Rüstow’s contributions to the first-generation Ordoliberal research programme were of fundamental importance and also in accordance with what the other Ordoliberals put forward, even though his approach and methods were peculiar. First and foremost, he was the scholar whose writings were closest to the humanities. He approached issues of economy and society, including politico-economic themes like interventionism or the (dis-)equilibration of markets, through the historical plenitude of ideas which he studied throughout his life. This enabled him to become the most profound analyst of Adam Smith amongst the Ordoliberals. While this did not disqualify him as an economist during his lifetime, to today’s economists he may appear alien to the field as currently practised, including the impression that his writings miss the clarity of the way in which they write. Second, Rüstow was the Ordoliberal who was most outspoken in his public engagements in practical politico-economic debates.

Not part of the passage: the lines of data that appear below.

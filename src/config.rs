use log::{error, info};
use rocket::{
    fairing::{Fairing, Info, Kind},
    Build, Rocket,
};
use serde::Deserialize;

use crate::service::{Election, LogNotifier};

/// Application configuration, derived from `Rocket.toml` and `ROCKET_*`
/// environment variables. This struct becomes managed state and can be
/// inspected by any endpoint.
#[derive(Debug, Clone, Deserialize)]
pub struct Config {
    #[serde(default = "default_election_name")]
    election_name: String,
    #[serde(default = "default_notification_sender")]
    notification_sender: String,
}

impl Config {
    /// Human-readable name of the election.
    pub fn election_name(&self) -> &str {
        &self.election_name
    }

    /// Address that outgoing notifications are sent from.
    pub fn notification_sender(&self) -> &str {
        &self.notification_sender
    }
}

fn default_election_name() -> String {
    "Manifesto Election".to_string()
}

fn default_notification_sender() -> String {
    "noreply@election.local".to_string()
}

/// A fairing that loads the application config and puts it in managed state.
pub struct ConfigFairing;

#[rocket::async_trait]
impl Fairing for ConfigFairing {
    fn info(&self) -> Info {
        Info {
            name: "Config",
            kind: Kind::Ignite,
        }
    }

    async fn on_ignite(&self, mut rocket: Rocket<Build>) -> rocket::fairing::Result {
        // Load the config.
        let config = match rocket.figment().extract::<Config>() {
            Ok(config) => config,
            Err(e) => {
                error!("Failed to load application config");
                rocket::config::pretty_print_error(e);
                return Err(rocket);
            }
        };
        info!("Loaded config for election '{}'", config.election_name());

        // Manage the state.
        rocket = rocket.manage(config);
        Ok(rocket)
    }
}

/// A fairing that constructs the election, with every component and the
/// notifier injected, and places it into managed state. Must be attached
/// after [`ConfigFairing`].
pub struct ElectionFairing;

#[rocket::async_trait]
impl Fairing for ElectionFairing {
    fn info(&self) -> Info {
        Info {
            name: "Election",
            kind: Kind::Ignite,
        }
    }

    async fn on_ignite(&self, mut rocket: Rocket<Build>) -> rocket::fairing::Result {
        let sender = match rocket.state::<Config>() {
            Some(config) => config.notification_sender().to_string(),
            None => {
                error!("Election cannot start without its config");
                return Err(rocket);
            }
        };
        let election = Election::with_notifier(LogNotifier::new(sender));
        info!("Election open for registrations");

        // Manage the state.
        rocket = rocket.manage(election);
        Ok(rocket)
    }
}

Before and after his emigration, he concentrated his efforts on fortifying the statics of the Weimar and the Bonn Republics and did so not primarily as an advisor to politicians, but—in his numerous pieces as a public intellectual and in his role in the Aktionsgemeinschaft Soziale Marktwirtschaft—as an advisor to the individual citizen. Finally, this approach to the citizen was mirrored in his humanistic world view and his attitude to democracy. At first sight his writings can appear as elitist, as being composed by someone who pretends to know what is good for others. But we certainly disagree with the charge that he was an authoritarian antidemocrat. While he and the other Ordoliberals were struggling with the tensions between individualism, markets and political representation, their aim was to make liberal democracy less vulnerable to lethal crises such as the ones in the first half of the 20th century. In the dire times of the Great Depression, Rüstow was thinking of constitutional reforms by changing formal institutions. During the stable post-war years, he focused on embedding individuals, and thus markets and democracy, in specific informal institutions. These formal and informal institutions combined should generate and foster a political culture of strong and independently thinking citizens. This is how, in Rüstow’s narrative, liberal democracy can become a strong state and thrive sustainably.